Trim a Binary Search Tree: Recursive Range Pruning
You are given the root of a binary search tree and two integers, low and high. Your job is to trim the tree so that every node's value falls within the inclusive range [low, high]. Trimming doesn't just mean deleting individual nodes. When you remove a node, you need to reattach the valid parts of its subtree so the BST structure is preserved.

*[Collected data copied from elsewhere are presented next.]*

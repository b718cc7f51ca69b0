//! Domain model for sensor device records.
//!
//! # Responsibility
//! - Define the value types exchanged between service and repositories.
//!
//! # Invariants
//! - Model types carry no storage handles; they are copied across layers.

pub mod device;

This is LeetCode 669: Trim a Binary Search Tree. Consider the example with root = [3, 0, 4, null, 2, null, null, 1], low = 1, and high = 3. Nodes 0 and 4 are outside the range, so they need to go. But node 2 and node 1, which sit below node 0, are perfectly valid and need to survive.
Approach
The key insight is that BST ordering tells you everything you need to know at each node. You only have three cases to handle:
- If the current node's value is less than
low, then this node and its entire left subtree are too small. The only part worth keeping is somewhere in the right subtree. So you skip this node entirely and return the result of trimming the right subtree. - If the current node's value is greater than
high, then this node and its entire right subtree are too large. You skip to the left subtree. - If the current node's value is within
[low, high], you keep it. But its children might still contain out-of-range nodes, so you recursively trim both the left and right subtrees and reattach the results.

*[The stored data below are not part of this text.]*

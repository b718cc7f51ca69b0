//! Repository layer abstractions and persistence implementations.
//!
//! # Responsibility
//! - Define the device persistence contract used by the service layer.
//! - Isolate SQLite and document-store details from business orchestration.
//!
//! # Invariants
//! - Both backends honor the same contract; only id assignment and
//!   `find_all` ordering differ, and `id_policy()` reports the former.
//! - Repository APIs return semantic errors (`NotFound`) in addition to
//!   storage errors.

pub mod device_repo;
pub mod document_device_repo;
pub mod sqlite_device_repo;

That is the entire algorithm. The BST property guarantees that when root.val < low, nothing in the left subtree can possibly be in range either (all left descendants are even smaller). Same logic applies in the other direction when root.val > high.
The Python solution
def trimBST(root, low, high):
if not root:
return None
if root.val < low:
return trimBST(root.right, low, high)
if root.val > high:
return trimBST(root.left, low, high)
root.left = trimBST(root.left, low, high)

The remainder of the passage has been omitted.